TASK INSTRUCTIONS:
Nothing but the lines from the start of the entries through the line containing "use std::sync::Arc;" should appear in the answer, each given exactly.

TASK MATERIAL START

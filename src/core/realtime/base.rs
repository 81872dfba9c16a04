//! Base traits and types for realtime audio-to-audio providers.
//!
//! A realtime provider accepts PCM16 audio over a long-lived WebSocket and
//! streams synthesized audio and text back through registered callbacks.
//! The telephony bridge drives providers through [`BaseRealtime`] only.

use async_trait::async_trait;
use bytes::Bytes;
use std::fmt;
use std::future::Future;
use std::pin::Pin;
use std::sync::Arc;
use std::time::{Duration, SystemTime, UNIX_EPOCH};
use thiserror::Error;

use crate::core::openai::SessionSettings;

// =============================================================================
// Error Types
// =============================================================================

/// Errors that can occur during realtime operations.
#[derive(Debug, Clone, Error)]
pub enum RealtimeError {
    /// Connection to the provider failed or was lost for good
    #[error("Connection failed: {0}")]
    ConnectionFailed(String),

    /// No session token was supplied
    #[error("Authentication failed: {0}")]
    AuthenticationFailed(String),

    #[error("WebSocket error: {0}")]
    WebSocketError(String),

    /// Error event reported by the provider
    #[error("Provider error: {0}")]
    ProviderError(String),

    #[error("Serialization error: {0}")]
    SerializationError(String),

    #[error("Not connected")]
    NotConnected,
}

impl RealtimeError {
    /// Whether the provider connection is gone and will not come back.
    pub fn is_terminal(&self) -> bool {
        matches!(self, RealtimeError::ConnectionFailed(_))
    }
}

/// Result type for realtime operations.
pub type RealtimeResult<T> = Result<T, RealtimeError>;

// =============================================================================
// Configuration Types
// =============================================================================

/// Automatic reconnection behavior after the provider socket drops.
///
/// The attempt counter covers the whole session: a socket that drops,
/// reconnects and drops again keeps counting from where it left off.
#[derive(Debug, Clone, PartialEq)]
pub struct ReconnectionConfig {
    pub enabled: bool,
    /// Attempts allowed per session. Zero means no limit.
    pub max_attempts: u32,
    pub initial_delay: Duration,
    pub max_delay: Duration,
    pub backoff_multiplier: f64,
    /// Spread each delay by up to a quarter in either direction.
    pub jitter: bool,
}

impl Default for ReconnectionConfig {
    fn default() -> Self {
        Self {
            enabled: true,
            max_attempts: 3,
            initial_delay: Duration::from_secs(1),
            max_delay: Duration::from_secs(30),
            backoff_multiplier: 2.0,
            jitter: true,
        }
    }
}

impl ReconnectionConfig {
    pub fn disabled() -> Self {
        Self {
            enabled: false,
            ..Default::default()
        }
    }

    /// Default backoff with a fixed attempt budget. Zero disables reconnection.
    pub fn with_max_attempts(max_attempts: u32) -> Self {
        if max_attempts == 0 {
            return Self::disabled();
        }
        Self {
            max_attempts,
            ..Default::default()
        }
    }

    /// Whether another attempt may follow `attempts_made` earlier ones.
    pub fn allows_attempt(&self, attempts_made: u32) -> bool {
        self.enabled && (self.max_attempts == 0 || attempts_made < self.max_attempts)
    }

    /// Wait before the given attempt (1-based), capped at `max_delay`.
    pub fn delay_for(&self, attempt: u32) -> Duration {
        let exponent = attempt.saturating_sub(1).min(i32::MAX as u32) as i32;
        let scaled = self.initial_delay.as_secs_f64() * self.backoff_multiplier.powi(exponent);
        let capped = scaled.min(self.max_delay.as_secs_f64());

        let secs = if self.jitter {
            capped * (1.0 + jitter_factor() * 0.25)
        } else {
            capped
        };
        Duration::from_secs_f64(secs.max(0.0))
    }
}

/// Value in `-1.0..1.0` derived from the clock's sub-second nanos.
fn jitter_factor() -> f64 {
    let nanos = SystemTime::now()
        .duration_since(UNIX_EPOCH)
        .map(|d| d.subsec_nanos())
        .unwrap_or_default() as u64;
    let mixed = nanos.wrapping_mul(6364136223846793005).wrapping_add(1442695040888963407) >> 33;
    (mixed as f64 / (1u64 << 31) as f64) * 2.0 - 1.0
}

/// Produces a fresh bearer credential for a reconnection attempt.
pub type TokenRefresher =
    Arc<dyn Fn() -> Pin<Box<dyn Future<Output = RealtimeResult<String>> + Send>> + Send + Sync>;

/// Connection parameters for a realtime provider.
#[derive(Clone)]
pub struct RealtimeConfig {
    /// Bearer credential: a short-lived session token or the account key.
    pub token: String,
    /// WebSocket endpoint without the `model` query parameter.
    pub url: String,
    /// Session settings sent as the initial `session.update`.
    pub settings: SessionSettings,
    pub reconnection: ReconnectionConfig,
    /// Called before every reconnection attempt. Without one, reconnects
    /// reuse `token`, which only works for long-lived keys.
    pub token_refresher: Option<TokenRefresher>,
}

impl fmt::Debug for RealtimeConfig {
    fn fmt(&self, f: &mut fmt::Formatter<'_>) -> fmt::Result {
        f.debug_struct("RealtimeConfig")
            .field("url", &self.url)
            .field("settings", &self.settings)
            .field("reconnection", &self.reconnection)
            .field("token_refresher", &self.token_refresher.is_some())
            .finish_non_exhaustive()
    }
}

// =============================================================================
// Connection State
// =============================================================================

#[derive(Debug, Clone, Copy, PartialEq, Eq, Default)]
pub enum ConnectionState {
    #[default]
    Disconnected,
    Connecting,
    Connected,
    Reconnecting,
    Failed,
}

impl fmt::Display for ConnectionState {
    fn fmt(&self, f: &mut fmt::Formatter<'_>) -> fmt::Result {
        match self {
            ConnectionState::Disconnected => write!(f, "Disconnected"),
            ConnectionState::Connecting => write!(f, "Connecting"),
            ConnectionState::Connected => write!(f, "Connected"),
            ConnectionState::Reconnecting => write!(f, "Reconnecting"),
            ConnectionState::Failed => write!(f, "Failed"),
        }
    }
}

// =============================================================================
// Callback Types
// =============================================================================

/// Audio chunk from the provider.
#[derive(Debug, Clone)]
pub struct RealtimeAudioData {
    /// Raw audio bytes (PCM 16-bit, 24kHz, mono, little-endian)
    pub data: Bytes,
    pub sample_rate: u32,
    pub item_id: Option<String>,
    pub response_id: Option<String>,
}

/// Reconnection event details.
#[derive(Debug, Clone)]
pub struct ReconnectionEvent {
    pub attempt: u32,
    pub success: bool,
    pub error: Option<String>,
}

pub type AudioOutputCallback =
    Arc<dyn Fn(RealtimeAudioData) -> Pin<Box<dyn Future<Output = ()> + Send>> + Send + Sync>;

/// Called with each `response.text.delta` fragment.
pub type TextDeltaCallback =
    Arc<dyn Fn(String) -> Pin<Box<dyn Future<Output = ()> + Send>> + Send + Sync>;

pub type RealtimeErrorCallback =
    Arc<dyn Fn(RealtimeError) -> Pin<Box<dyn Future<Output = ()> + Send>> + Send + Sync>;

pub type ReconnectionCallback =
    Arc<dyn Fn(ReconnectionEvent) -> Pin<Box<dyn Future<Output = ()> + Send>> + Send + Sync>;

// =============================================================================
// Base Trait
// =============================================================================

/// Bidirectional audio streaming with a realtime model.
///
/// Input and output audio is PCM 16-bit signed little-endian at 24kHz.
/// Callbacks should be registered before [`connect`](Self::connect) so no
/// early provider event is dropped.
#[async_trait]
pub trait BaseRealtime: Send + Sync {
    /// Open the provider socket and send the initial session configuration.
    async fn connect(&mut self) -> RealtimeResult<()>;

    /// Close the provider socket without triggering reconnection.
    async fn disconnect(&mut self) -> RealtimeResult<()>;

    fn is_ready(&self) -> bool;

    fn get_connection_state(&self) -> ConnectionState;

    /// Append audio to the provider's input buffer.
    async fn send_audio(&mut self, audio_data: Bytes) -> RealtimeResult<()>;

    fn on_audio(&mut self, callback: AudioOutputCallback) -> RealtimeResult<()>;

    fn on_text_delta(&mut self, callback: TextDeltaCallback) -> RealtimeResult<()>;

    /// Error callback. A [`RealtimeError::is_terminal`] error means the
    /// reconnection budget is spent and the session is over.
    fn on_error(&mut self, callback: RealtimeErrorCallback) -> RealtimeResult<()>;

    fn on_reconnection(&mut self, callback: ReconnectionCallback) -> RealtimeResult<()>;
}

/// Boxed trait object for realtime providers.
pub type BoxedRealtime = Box<dyn BaseRealtime>;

TASK MATERIAL END

RESULT OF THIS EXERCISE:
filename src/core/realtime/base.rs
repository 81872dfba9c16a04
//! Base traits and types for realtime audio-to-audio providers.
//!
//! A realtime provider accepts PCM16 audio over a long-lived WebSocket and
//! streams synthesized audio and text back through registered callbacks.
//! The telephony bridge drives providers through [`BaseRealtime`] only.

use async_trait::async_trait;
use bytes::Bytes;
use std::fmt;
use std::future::Future;
use std::pin::Pin;
use std::sync::Arc;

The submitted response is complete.